Day 183: To Ride or Not To Ride? A Question of Freedom and Support


In some places, translation is needed-even for the signs!

“The hardest part of raising a child is teaching them to ride bicycles.  A shaky child on a bicycle for the first time needs both support and freedom.  The realization that this is what the child will always need can hit hard.” Sloan Wilson

Perhaps the gender caused the unusual quote above.  I’ve raised three children and can honestly say that teaching them to ride a bicycle is nowhere on the list of “hardest part of raising a child.”  However, I like the idea that support and freedom are things we all need in life.

I want to ride my bicycle: I’m proud of my girlfriend who has started biking to work every morning. In some countries, having a bike is an essential mode of transportation.  Several years ago, I spent a lot of time travelling in and out of South Vietnam.  In those days, having a bicycle and a motorcycle to own or to borrow were both essential for daily travel.  It seemed there were no rules for how one must ride or what could be carried on a bicycle.  We saw large pieces of glass, chickens, four to five people, and many other things being transported by bicycle.
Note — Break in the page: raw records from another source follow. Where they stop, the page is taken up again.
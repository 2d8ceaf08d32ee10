//! The Scheduler: orchestrates `vote`, `remove`, `clear`, `advance` and
//! `queue`, owning the Clock, DiscardPile and active-session count (§4.3).
//!
//! All mutating operations serialize on a single [`tokio::sync::Mutex`]
//! covering `{clock, discard_pile, active_sessions}`, per §5 — this is the
//! same "hold one lock across the whole operation, including the store
//! calls" shape the teacher uses for `Database::acquire_channel_update_lock`.

pub mod clock;
pub mod discard_pile;
pub mod finish_time;
pub mod random;
pub mod ticker;

use std::sync::Arc;

use tokio::sync::Mutex;

use crate::errors::{RepositoryError, SchedulerError};
use crate::models::{weight, Packet, PacketKey, PlayItem, QueueEntry, RANDOM_USER};
use crate::player::Player;
use crate::remote::{is_supported_host, RemoteFetcher, RemoteVideoDetails};
use crate::repositories::{NewPacket, PacketOrder, PacketStore};

use clock::Clock;
use discard_pile::DiscardPile;
use finish_time::PacketTiming;
use random::RandomSelector;

pub use ticker::Ticker;

struct SchedulerState {
    clock: Clock,
    discard_pile: DiscardPile,
    active_sessions: u64,
}

pub struct Scheduler {
    store: Arc<dyn PacketStore>,
    player: Arc<dyn Player>,
    fetcher: Arc<dyn RemoteFetcher>,
    player_name: String,
    allowed_hosts: Vec<String>,
    dont_repeat_for: f64,
    max_dont_repeat_for: Option<u64>,
    state: Mutex<SchedulerState>,
}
My husband and I thought it would be fun to put together a slide show (that’s how long ago this was) of the things people could carry on a bike to the tune of Bicycle Race by Queen.  Bicycles for these hard-working people were necessary, and yet they did provide a sense of freedom.

Taking a bike out for a walk: It’s a new concept for me, but about twice a week, I see someone walking their bikes instead of walking their dogs.  I suppose bikes need some TLC too.  Seriously though, some cities don’t provide support for bikers. It does make one wonder how well the bike serves its purpose when for a good portion of the trip, riders are required to get off and walk the bike. When people choose a more healthy mode of transportation, they surely need our support.

When to ride and when not to ride: Each day is full of choices.  With this fourth of July coming up, we can thank our forefathers for the liberty they provided us to make our own choices.  We are fortunate to live in a country where support and freedom are both valued.  It is important, however, to keep questioning how both of these are still being played out in our daily lives.

In life, we all need both support and freedom as do our children.  Being people of great thought, it is important to continue to question the amount of freedom and support still being given to us.  Do we really have the choice to ride a bicycle? The example of the bicycle is a simple one, but freedom and support reach other parts of our daily lives as well. Is the law for man or is man for the law?  A good balance should always be in our minds.  Fighting for rights remains as important today as it was for our forefathers many years ago.

Do we still have a choice to ride or not to ride?  That is the question.


6 responses »

    • I’m missing you too, Ruth. I’m really learning a lot from being here, having some time, and visiting other blogger friends. I really like the way we connect around the world. Yesterday, I learned how to make an online test using Google docs with an automatic grader and average grade section. It was taught to me totally online by a middle school teacher. This is a wonderful time of life where we can learn from people of all different walks of life all around the world! See you soon!

  1. I really like the support / freedom at the beginning too. Here in Bristol we are supposed to be a ‘cycling city’ & although there are lots of cycle routes they can suddenly end & then there is quite a dangerous situation with other traffic.
    I do have a bit of a problem with cyclists who seem to think the rules of the rod do not apply to them.

    Many thanks for your kind comments on my post!

    • Thanks for stopping by. I’ve been thinking about that large scale pop-up idea. How might we do it in our classroom. I’m thinking that during each week, we should have the students become one of the scenes and photograph it throughout the year. This would give us a picture journal of the year. Some really great things you shared! Thanks for taking the time to make it entertaining. I know it was a big time investment!